Savarkar exhorted young men to join the police and the armed forces. He also supported Subhas Chandra Bose in his armed struggle against the British. The effectiveness of this policy became evident from the Churchill-Attlee debate over India in the aftermath of the Second World War. Attlee, the then Prime Minister of Britain, told Churchill that it was becoming increasingly difficult to retain India, as there was a sentiment of revolt in the armed forces, particularly in the Navy, where there had been stray incidents of small mutinies by Indian marines stationed in British vessels.

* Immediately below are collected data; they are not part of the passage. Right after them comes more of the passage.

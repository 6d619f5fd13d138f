#![cfg_attr(feature = "fail-on-warnings", deny(warnings))]
#![warn(clippy::all, clippy::pedantic, clippy::nursery, clippy::cargo)]
#![allow(clippy::multiple_crate_versions, clippy::cargo_common_metadata)]

//! Actix-Web API server for the crash map application.
//!
//! Serves `GET /api/crashes`, which validates the viewport filter, runs one
//! query against the configured remote dataset, and answers with a
//! `GeoJSON` `FeatureCollection`. The server holds no state beyond the
//! immutable source client built at startup.

mod handlers;

use std::sync::Arc;

use actix_cors::Cors;
use actix_web::{App, HttpServer, middleware, web};
use crash_map_source::{CrashSource, registry};
use crash_map_source_models::SourceDefinition;

/// Shared application state.
pub struct AppState {
    /// Client for the active dataset.
    pub source: Arc<dyn CrashSource>,
}

/// Bind address and port for the HTTP listener.
#[derive(Debug, Clone, PartialEq, Eq)]
pub struct ServerConfig {
    /// Interface to bind.
    pub bind_addr: String,
    /// TCP port.
    pub port: u16,
}

impl Default for ServerConfig {
    fn default() -> Self {
        Self {
            bind_addr: "127.0.0.1".to_string(),
            port: 8080,
        }
    }
}

impl ServerConfig {
    /// Reads `BIND_ADDR` and `PORT`, falling back to `127.0.0.1:8080`.
    #[must_use]
    pub fn from_env() -> Self {
        let defaults = Self::default();
        Self {
            bind_addr: std::env::var("BIND_ADDR").unwrap_or(defaults.bind_addr),
            port: std::env::var("PORT")
                .ok()
                .and_then(|p| p.parse().ok())
                .unwrap_or(defaults.port),
        }
    }
}

/// Registers the `/api` routes.
pub fn configure(cfg: &mut web::ServiceConfig) {
    cfg.service(
        web::scope("/api")
            .route("/health", web::get().to(handlers::health))
            .route("/crashes", web::get().to(handlers::crashes)),
    );
}

/// Starts the HTTP server for the given dataset definition.
///
/// This is a regular async function; the caller provides the actix
/// runtime (e.g. via `#[actix_web::main]`) and initializes logging.
///
/// # Errors
///
/// Returns an `std::io::Result` error if the source client cannot be
/// built, or the HTTP server fails to bind or encounters a runtime error.
#[allow(clippy::future_not_send)]
pub async fn serve(definition: &SourceDefinition, config: ServerConfig) -> std::io::Result<()> {
    if let Some(var) = registry::missing_configuration(definition) {
        log::warn!(
            "Source '{}' is not fully configured: set {var}. Queries will fail until it is.",
            definition.id
        );
    }

    let source: Arc<dyn CrashSource> =
        Arc::from(registry::connect(definition).map_err(std::io::Error::other)?);
    let state = web::Data::new(AppState { source });

    let ServerConfig { bind_addr, port } = config;
    log::info!("Starting server on {bind_addr}:{port}");

    HttpServer::new(move || {
        let cors = Cors::permissive();

        App::new()
            .wrap(cors)
            .wrap(middleware::Logger::default())
            .app_data(state.clone())
            .configure(configure)
    })
    .bind((bind_addr, port))?
    .run()
    .await
}

/// Starts the crash map API server.
///
/// Initializes logging, resolves the dataset definition from the
/// environment, and serves on `BIND_ADDR`/`PORT`.
///
/// # Errors
///
/// Returns an `std::io::Result` error if the dataset definition cannot be
/// loaded or the server fails.
#[allow(clippy::future_not_send)]
pub async fn run_server() -> std::io::Result<()> {
    pretty_env_logger::init_custom_env("RUST_LOG");

    let definition = registry::load_from_env().map_err(std::io::Error::other)?;
    serve(&definition, ServerConfig::from_env()).await
}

Savarkar strongly opposed the Gandhian policy of Muslim appeasement. According to Prof Bal Raj Madhok, Gandhi’s support to the Khilafat Movement to win over the friendship of Muslims reversed the process of their Indianisation. The Khilafat movement was spearheaded by fanatic mullahs and maulanas, with the intention to put pressure on the British government to restore the institution of Khilafat, which was abolished after the defeat of Turkey in the First World War, and to dismember the Turkish empire. It concerned a declaredly religious question arising from extra-territorial loyalty of Muslims to the Sultan of Turkey as Khalifa of Islam. It was financed, organised and publicised by the Congress under the leadership of Gandhi all over the country. Its fanatic leaders like Maulana Mohammad Ali and Shaukat Ali carried the message of holy war, jihad, against the Christian British and roused religious sentiments of illiterate and partially Indianised Muslims of the remotest areas. The resultant “Islamic consciousness” as distinct from the “national or Hindu consciousness” spread the poison of separatism among Indian Muslims that eventually led to the two-nation theory and Partition.

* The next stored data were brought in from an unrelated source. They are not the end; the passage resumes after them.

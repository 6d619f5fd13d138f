#![cfg_attr(feature = "fail-on-warnings", deny(warnings))]
#![warn(clippy::all, clippy::pedantic, clippy::nursery, clippy::cargo)]
#![allow(clippy::multiple_crate_versions)]

//! Collision query types shared across the crash map system.
//!
//! Everything in this crate is a request-scoped value: a [`Filter`] is
//! validated from [`RawFilterParams`], compiled into query text, and the
//! upstream [`RawRow`]s and [`BinRow`]s it returns are normalized into
//! [`CanonicalFeature`]s. None of these values outlive a single request.

use serde::{Deserialize, Serialize};
use strum_macros::{AsRefStr, Display, EnumString};

/// Row cap applied when a filter does not specify a limit.
pub const DEFAULT_LIMIT: u32 = 5000;

/// Hard upper bound on the number of rows or bins a single query may return.
pub const MAX_LIMIT: u32 = 10_000;

/// Maximum number of severity values accepted in a filter.
pub const MAX_SEVERITY_VALUES: usize = 10;

/// Maximum number of county values accepted in a filter.
pub const MAX_COUNTY_VALUES: usize = 20;

/// Largest accepted bin size, in degrees.
pub const MAX_BIN_SIZE: f64 = 0.25;

/// Clamps an optional requested limit into `[1, MAX_LIMIT]`, defaulting to
/// [`DEFAULT_LIMIT`].
#[must_use]
pub fn effective_limit(limit: Option<u32>) -> u32 {
    limit.unwrap_or(DEFAULT_LIMIT).clamp(1, MAX_LIMIT)
}

/// An axis-aligned viewport bound in WGS84 degrees.
#[derive(Debug, Clone, Copy, PartialEq, Serialize, Deserialize)]
#[serde(rename_all = "camelCase")]
pub struct Bbox {
    /// Western longitude boundary.
    pub min_lon: f64,
    /// Southern latitude boundary.
    pub min_lat: f64,
    /// Eastern longitude boundary.
    pub max_lon: f64,
    /// Northern latitude boundary.
    pub max_lat: f64,
}

impl Bbox {
    /// Creates a new bounding box from the given coordinates.
    #[must_use]
    pub const fn new(min_lon: f64, min_lat: f64, max_lon: f64, max_lat: f64) -> Self {
        Self {
            min_lon,
            min_lat,
            max_lon,
            max_lat,
        }
    }

    /// Whether the point lies inside the box. Edges are inclusive, matching
    /// SQL `BETWEEN`.
    #[must_use]
    pub fn contains(&self, lat: f64, lon: f64) -> bool {
        (self.min_lat..=self.max_lat).contains(&lat) && (self.min_lon..=self.max_lon).contains(&lon)
    }
}

/// A `YYYY-MM-DD` calendar date as supplied by the caller.
///
/// Only the shape is checked during validation, so calendrically invalid
/// values such as `2025-02-30` are representable.
#[derive(Debug, Clone, PartialEq, Eq, PartialOrd, Ord, Serialize, Deserialize)]
#[serde(transparent)]
pub struct DateParam(String);

impl DateParam {
    /// Wraps an already pattern-checked date string.
    #[must_use]
    pub fn new(value: impl Into<String>) -> Self {
        Self(value.into())
    }

    /// The raw `YYYY-MM-DD` text.
    #[must_use]
    pub fn as_str(&self) -> &str {
        &self.0
    }

    /// Inclusive lower bound timestamp for this day.
    #[must_use]
    pub fn start_of_day(&self) -> String {
        format!("{} 00:00:00", self.0)
    }

    /// Inclusive upper bound timestamp for this day.
    #[must_use]
    pub fn end_of_day(&self) -> String {
        format!("{} 23:59:59", self.0)
    }
}

impl std::fmt::Display for DateParam {
    fn fmt(&self, f: &mut std::fmt::Formatter<'_>) -> std::fmt::Result {
        f.write_str(&self.0)
    }
}

/// Which query shape a request runs.
#[derive(
    Debug,
    Clone,
    Copy,
    PartialEq,
    Eq,
    Hash,
    Default,
    Serialize,
    Deserialize,
    Display,
    EnumString,
    AsRefStr,
)]
#[serde(rename_all = "lowercase")]
#[strum(serialize_all = "lowercase")]
pub enum QueryMode {
    /// Individual collision rows.
    #[default]
    Points,
    /// Spatially binned aggregate counts.
    Bin,
}

/// A validated, bounded collision filter.
#[derive(Debug, Clone, Default, PartialEq, Serialize, Deserialize)]
pub struct Filter {
    /// Viewport bound.
    pub bbox: Option<Bbox>,
    /// First day (inclusive).
    pub start: Option<DateParam>,
    /// Last day (inclusive).
    pub end: Option<DateParam>,
    /// Severity values to match exactly.
    pub severity: Vec<String>,
    /// County names to match case-insensitively.
    pub county: Vec<String>,
    /// Requested row cap.
    pub limit: Option<u32>,
    /// Requested query shape.
    pub mode: Option<QueryMode>,
    /// Bin size in degrees. Present whenever `mode` is [`QueryMode::Bin`].
    pub bin: Option<f64>,
}

impl Filter {
    /// The row cap the compiled query will actually use.
    #[must_use]
    pub fn effective_limit(&self) -> u32 {
        effective_limit(self.limit)
    }

    /// The query shape, defaulting to points.
    #[must_use]
    pub fn mode(&self) -> QueryMode {
        self.mode.unwrap_or_default()
    }
}

/// One spatial aggregate cell.
#[derive(Debug, Clone, PartialEq, Serialize, Deserialize)]
pub struct BinRow {
    /// Latitude of the cell center.
    pub lat_bin: f64,
    /// Longitude of the cell center.
    pub lon_bin: f64,
    /// Number of collisions in the cell.
    pub n: u64,
    /// Earliest collision date in the cell.
    pub first_date: Option<String>,
    /// Latest collision date in the cell.
    pub last_date: Option<String>,
}

/// A single coordinate component as it appeared upstream.
#[derive(Debug, Clone, PartialEq)]
pub enum CoordValue {
    /// A JSON number.
    Number(f64),
    /// A JSON string that may hold a number.
    Text(String),
}

impl CoordValue {
    /// Reads a coordinate component from a JSON value. Anything other than a
    /// number or string yields `None`.
    #[must_use]
    pub fn from_json(value: &serde_json::Value) -> Option<Self> {
        match value {
            serde_json::Value::Number(n) => n.as_f64().map(Self::Number),
            serde_json::Value::String(s) => Some(Self::Text(s.clone())),
            _ => None,
        }
    }

    /// The component as a finite float, parsing strings if needed.
    #[must_use]
    pub fn to_f64(&self) -> Option<f64> {
        let value = match self {
            Self::Number(n) => *n,
            Self::Text(s) => s.trim().parse::<f64>().ok()?,
        };
        value.is_finite().then_some(value)
    }
}

/// A longitude/latitude pair of raw components.
#[derive(Debug, Clone, PartialEq)]
pub struct CoordPair {
    /// Longitude component.
    pub lon: CoordValue,
    /// Latitude component.
    pub lat: CoordValue,
}

impl CoordPair {
    /// Resolves both components, or `None` if either is not a finite number.
    #[must_use]
    pub fn resolve(&self) -> Option<Point> {
        Some(Point {
            lon: self.lon.to_f64()?,
            lat: self.lat.to_f64()?,
        })
    }
}

/// The two coordinate layouts seen across upstream schemas.
#[derive(Debug, Clone, PartialEq)]
pub enum Coordinates {
    /// A nested object, either `{"coordinates": [lon, lat]}` or
    /// `{"latitude": .., "longitude": ..}`.
    Nested(CoordPair),
    /// Separate top-level latitude and longitude fields.
    Flat(CoordPair),
}

impl Coordinates {
    /// The underlying pair regardless of layout.
    #[must_use]
    pub const fn pair(&self) -> &CoordPair {
        match self {
            Self::Nested(pair) | Self::Flat(pair) => pair,
        }
    }
}

/// One upstream row-fetch record.
#[derive(Debug, Clone, Default, PartialEq)]
pub struct RawRow {
    /// Coordinate candidates in precedence order.
    pub coordinates: Vec<Coordinates>,
    /// Every field of the original record.
    pub attributes: serde_json::Map<String, serde_json::Value>,
}

/// A WGS84 point.
#[derive(Debug, Clone, Copy, PartialEq, Serialize, Deserialize)]
pub struct Point {
    /// Longitude.
    pub lon: f64,
    /// Latitude.
    pub lat: f64,
}

/// The only feature shape exposed to rendering.
#[derive(Debug, Clone, PartialEq, Serialize)]
pub struct CanonicalFeature {
    /// Feature location.
    pub geometry: Point,
    /// Display properties. Missing values are JSON `null`.
    pub properties: serde_json::Map<String, serde_json::Value>,
}

/// Rows returned by a remote query plus the truncation signal.
#[derive(Debug, Clone, PartialEq)]
pub struct QueryResult<T> {
    /// Rows in upstream order.
    pub rows: Vec<T>,
    /// Whether the row count reached the query's cap.
    pub truncated: bool,
}

/// Normalized features plus the truncation signal of the query that
/// produced them.
#[derive(Debug, Clone, PartialEq, Serialize)]
pub struct FeatureResult {
    /// Canonical features.
    pub features: Vec<CanonicalFeature>,
    /// Whether the underlying query hit its cap.
    pub truncated: bool,
}

/// Untyped filter input, exactly as received from a caller.
#[derive(Debug, Clone, Default, PartialEq, Eq)]
pub struct RawFilterParams {
    /// `minLon,minLat,maxLon,maxLat`.
    pub bbox: Option<String>,
    /// `YYYY-MM-DD`.
    pub start: Option<String>,
    /// `YYYY-MM-DD`.
    pub end: Option<String>,
    /// Repeated severity values.
    pub severity: Vec<String>,
    /// Repeated county values.
    pub county: Vec<String>,
    /// Row cap.
    pub limit: Option<String>,
    /// `points` or `bin`.
    pub mode: Option<String>,
    /// Bin size in degrees.
    pub bin: Option<String>,
    /// Map zoom level used to fill in `mode`, `bin` and `limit`.
    pub zoom: Option<String>,
}

/// Filter fields that validation issues can be reported against.
#[derive(
    Debug,
    Clone,
    Copy,
    PartialEq,
    Eq,
    PartialOrd,
    Ord,
    Hash,
    Serialize,
    Display,
    EnumString,
    AsRefStr,
)]
#[serde(rename_all = "lowercase")]
#[strum(serialize_all = "lowercase")]
pub enum FilterField {
    /// Viewport bound.
    Bbox,
    /// Start date.
    Start,
    /// End date.
    End,
    /// Severity list.
    Severity,
    /// County list.
    County,
    /// Row cap.
    Limit,
    /// Query shape.
    Mode,
    /// Bin size.
    Bin,
    /// Zoom level.
    Zoom,
}

/// A single violated filter constraint.
#[derive(Debug, Clone, PartialEq, Eq, Serialize)]
pub struct FilterIssue {
    /// Field the constraint applies to.
    pub field: FilterField,
    /// Human-readable description.
    pub message: String,
}

impl FilterIssue {
    /// Creates an issue for the given field.
    #[must_use]
    pub fn new(field: FilterField, message: impl Into<String>) -> Self {
        Self {
            field,
            message: message.into(),
        }
    }
}

#[cfg(test)]
mod tests {
    use super::*;

    #[test]
    fn clamps_limit_into_range() {
        assert_eq!(effective_limit(None), 5000);
        assert_eq!(effective_limit(Some(50_000)), 10_000);
        assert_eq!(effective_limit(Some(0)), 1);
        assert_eq!(effective_limit(Some(250)), 250);
    }

    #[test]
    fn bbox_contains_is_edge_inclusive() {
        let bbox = Bbox::new(-120.0, 36.0, -119.0, 37.0);
        assert!(bbox.contains(36.0, -120.0));
        assert!(bbox.contains(37.0, -119.0));
        assert!(!bbox.contains(37.01, -119.5));
    }

    #[test]
    fn parses_numeric_string_coordinates() {
        let value = CoordValue::Text("36.7783".to_string());
        assert!((value.to_f64().unwrap() - 36.7783).abs() < f64::EPSILON);
    }

    #[test]
    fn rejects_non_finite_coordinates() {
        assert!(CoordValue::Text("not a number".to_string()).to_f64().is_none());
        assert!(CoordValue::Text("NaN".to_string()).to_f64().is_none());
        assert!(CoordValue::Text("inf".to_string()).to_f64().is_none());
    }

    #[test]
    fn day_bounds_are_inclusive() {
        let date = DateParam::new("2024-03-01");
        assert_eq!(date.start_of_day(), "2024-03-01 00:00:00");
        assert_eq!(date.end_of_day(), "2024-03-01 23:59:59");
    }

    #[test]
    fn query_mode_round_trips_through_strum() {
        assert_eq!("bin".parse::<QueryMode>().unwrap(), QueryMode::Bin);
        assert_eq!(QueryMode::Points.to_string(), "points");
        assert!("heatmap".parse::<QueryMode>().is_err());
    }
}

Sensing the threat to India’s unity and to counter the threat of the rising tide of Islamic fundamentalism, Savarkar wrote his treatise, Hindutva in 1923, in which he spoke of Hindu consciousness imbued in the spirit of Bharat Varsha.

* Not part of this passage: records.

//! Normalization of upstream records into canonical features.
//!
//! Upstream schemas disagree on where coordinates live and what columns
//! are called. [`decode_row`] reads a record once into a [`RawRow`] whose
//! coordinate candidates are tagged by layout; everything after that works
//! on the tagged form rather than probing JSON at each call site.

use crash_map_crash_models::{
    BinRow, CanonicalFeature, CoordPair, CoordValue, Coordinates, Point, RawRow,
};
use crash_map_source_models::{FieldChain, FieldMapping};
use serde_json::{Map, Value};

/// Nested object names tried before the configured location column.
const LOCATION_ALIAS: &str = "location";

/// Reads the nested pair inside a location object, if present.
///
/// Accepts `GeoJSON` (`{"coordinates": [lon, lat]}`) and the Socrata
/// location shape (`{"latitude": .., "longitude": ..}`).
fn nested_pair(value: &Value) -> Option<CoordPair> {
    let obj = value.as_object()?;
    if let Some(coords) = obj.get("coordinates").and_then(Value::as_array) {
        return Some(CoordPair {
            lon: CoordValue::from_json(coords.first()?)?,
            lat: CoordValue::from_json(coords.get(1)?)?,
        });
    }
    Some(CoordPair {
        lon: CoordValue::from_json(obj.get("longitude")?)?,
        lat: CoordValue::from_json(obj.get("latitude")?)?,
    })
}

/// Decodes one upstream record.
///
/// Coordinate candidates are collected in precedence order: nested pair
/// first, then flat latitude/longitude fields. Non-object records decode
/// to a row with no candidates.
#[must_use]
pub fn decode_row(record: Value, fields: &FieldMapping) -> RawRow {
    let Value::Object(attributes) = record else {
        return RawRow::default();
    };

    let mut coordinates = Vec::new();

    let location_chain = FieldChain::new([LOCATION_ALIAS, fields.location.as_str()]);
    for name in location_chain.names() {
        if let Some(pair) = attributes.get(name).and_then(nested_pair) {
            coordinates.push(Coordinates::Nested(pair));
        }
    }

    let flat = fields
        .latitude_chain()
        .first_in(&attributes)
        .and_then(CoordValue::from_json)
        .zip(
            fields
                .longitude_chain()
                .first_in(&attributes)
                .and_then(CoordValue::from_json),
        );
    if let Some((lat, lon)) = flat {
        coordinates.push(Coordinates::Flat(CoordPair { lon, lat }));
    }

    RawRow {
        coordinates,
        attributes,
    }
}

/// The first coordinate candidate that resolves to two finite numbers.
#[must_use]
pub fn row_point(row: &RawRow) -> Option<Point> {
    row.coordinates.iter().find_map(|c| c.pair().resolve())
}

fn chain_value(chain: &FieldChain, attributes: &Map<String, Value>) -> Value {
    chain.first_in(attributes).cloned().unwrap_or(Value::Null)
}

/// Maps a row to a point feature with `severity`, `date` and `county`
/// properties, or `None` if no coordinate candidate is usable.
#[must_use]
pub fn row_to_feature(row: &RawRow, fields: &FieldMapping) -> Option<CanonicalFeature> {
    let geometry = row_point(row)?;

    let mut properties = Map::new();
    properties.insert(
        "severity".to_string(),
        chain_value(&fields.severity_chain(), &row.attributes),
    );
    properties.insert(
        "date".to_string(),
        chain_value(&fields.date_chain(), &row.attributes),
    );
    properties.insert(
        "county".to_string(),
        chain_value(&fields.county_chain(), &row.attributes),
    );

    Some(CanonicalFeature {
        geometry,
        properties,
    })
}

/// Maps rows to features, dropping rows without usable coordinates.
#[must_use]
pub fn rows_to_features(rows: &[RawRow], fields: &FieldMapping) -> Vec<CanonicalFeature> {
    let features: Vec<CanonicalFeature> = rows
        .iter()
        .filter_map(|row| row_to_feature(row, fields))
        .collect();

    let dropped = rows.len() - features.len();
    if dropped > 0 {
        log::debug!(
            "Dropped {dropped} of {} rows without usable coordinates",
            rows.len()
        );
    }

    features
}

#[allow(clippy::cast_possible_truncation, clippy::cast_sign_loss)]
fn count_value(value: &Value) -> Option<u64> {
    match value {
        Value::Number(n) => n.as_u64().or_else(|| {
            let f = n.as_f64()?;
            (f >= 0.0 && f.fract() == 0.0).then_some(f as u64)
        }),
        Value::String(s) => s.trim().parse().ok(),
        _ => None,
    }
}

fn date_value(value: Option<&Value>) -> Option<String> {
    match value? {
        Value::String(s) => Some(s.clone()),
        Value::Null => None,
        other => Some(other.to_string()),
    }
}

/// Decodes one aggregate record. Numeric columns may arrive as numbers or
/// numeric strings; `None` if a required column is unusable.
#[must_use]
pub fn decode_bin_row(record: &Value) -> Option<BinRow> {
    let obj = record.as_object()?;
    Some(BinRow {
        lat_bin: CoordValue::from_json(obj.get("lat_bin")?)?.to_f64()?,
        lon_bin: CoordValue::from_json(obj.get("lon_bin")?)?.to_f64()?,
        n: count_value(obj.get("n")?)?,
        first_date: date_value(obj.get("first_date")),
        last_date: date_value(obj.get("last_date")),
    })
}

/// Maps an aggregate cell to a point feature at the cell center with
/// `count`, `first_date` and `last_date` properties.
#[must_use]
pub fn bin_to_feature(row: &BinRow) -> CanonicalFeature {
    let mut properties = Map::new();
    properties.insert("count".to_string(), Value::from(row.n));
    properties.insert(
        "first_date".to_string(),
        row.first_date.clone().map_or(Value::Null, Value::String),
    );
    properties.insert(
        "last_date".to_string(),
        row.last_date.clone().map_or(Value::Null, Value::String),
    );

    CanonicalFeature {
        geometry: Point {
            lon: row.lon_bin,
            lat: row.lat_bin,
        },
        properties,
    }
}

In Hindutva he wrote: “Thus the actual essentials of Hindutva are the ideal essentials of nationality. If we would we can build on this foundation of Hindutva a future greater what any other people can dream of—greater even than our own past; provided we are able to utilise our opportunities.” (English Tr. In Sources of Indian Tradition. VOl. II ed. Stephen Hay.)

However, the political ideal of Savarkar was that of militant Hindu nationalism. He wanted India to be independent and territorially united. He did not rule out support to military rule if it was good for the health of the nation. He considered dictatorship of a benevolent ruler helpful when the nation was in a welcoming mood.

While Savarkar talked of a Hindu nation and Hindu awareness for national cause to fight the British out, in free India the Hindutva ideology was redefined and advanced by Prof Bal Raj Madhok as evident from his books, India on the Cross-roads (1946), Hindu Rashtra (1955), Indianisation (1969) and Rationale of Hindu State (1982). He spoke of the concept of not just Hindu nation, but also Hindu nation state. In fact, most of the arguments that political leaders have been citing on Hindu nationalism like the oft-quoted one on the Christian character of UK and yet it being a truly secular state is drawn from Prof Madhok’s Rationale of Hindu State.

Prof Madhok argued that a Hindu State shall be democratic and not theocratic. It will be truly secular in character as there will be no discrimination between one citizen and another on the basis of religion; all will be equal before the law and, above all, there will be equal laws for all. “Hindu tradition of freedom of thought and tolerance for opposition and dissent will act as a bulwark against any kind of unbridled autocracy or dictatorship.” (Prof Bal Raj Madhok in Rationale of Hindu State.)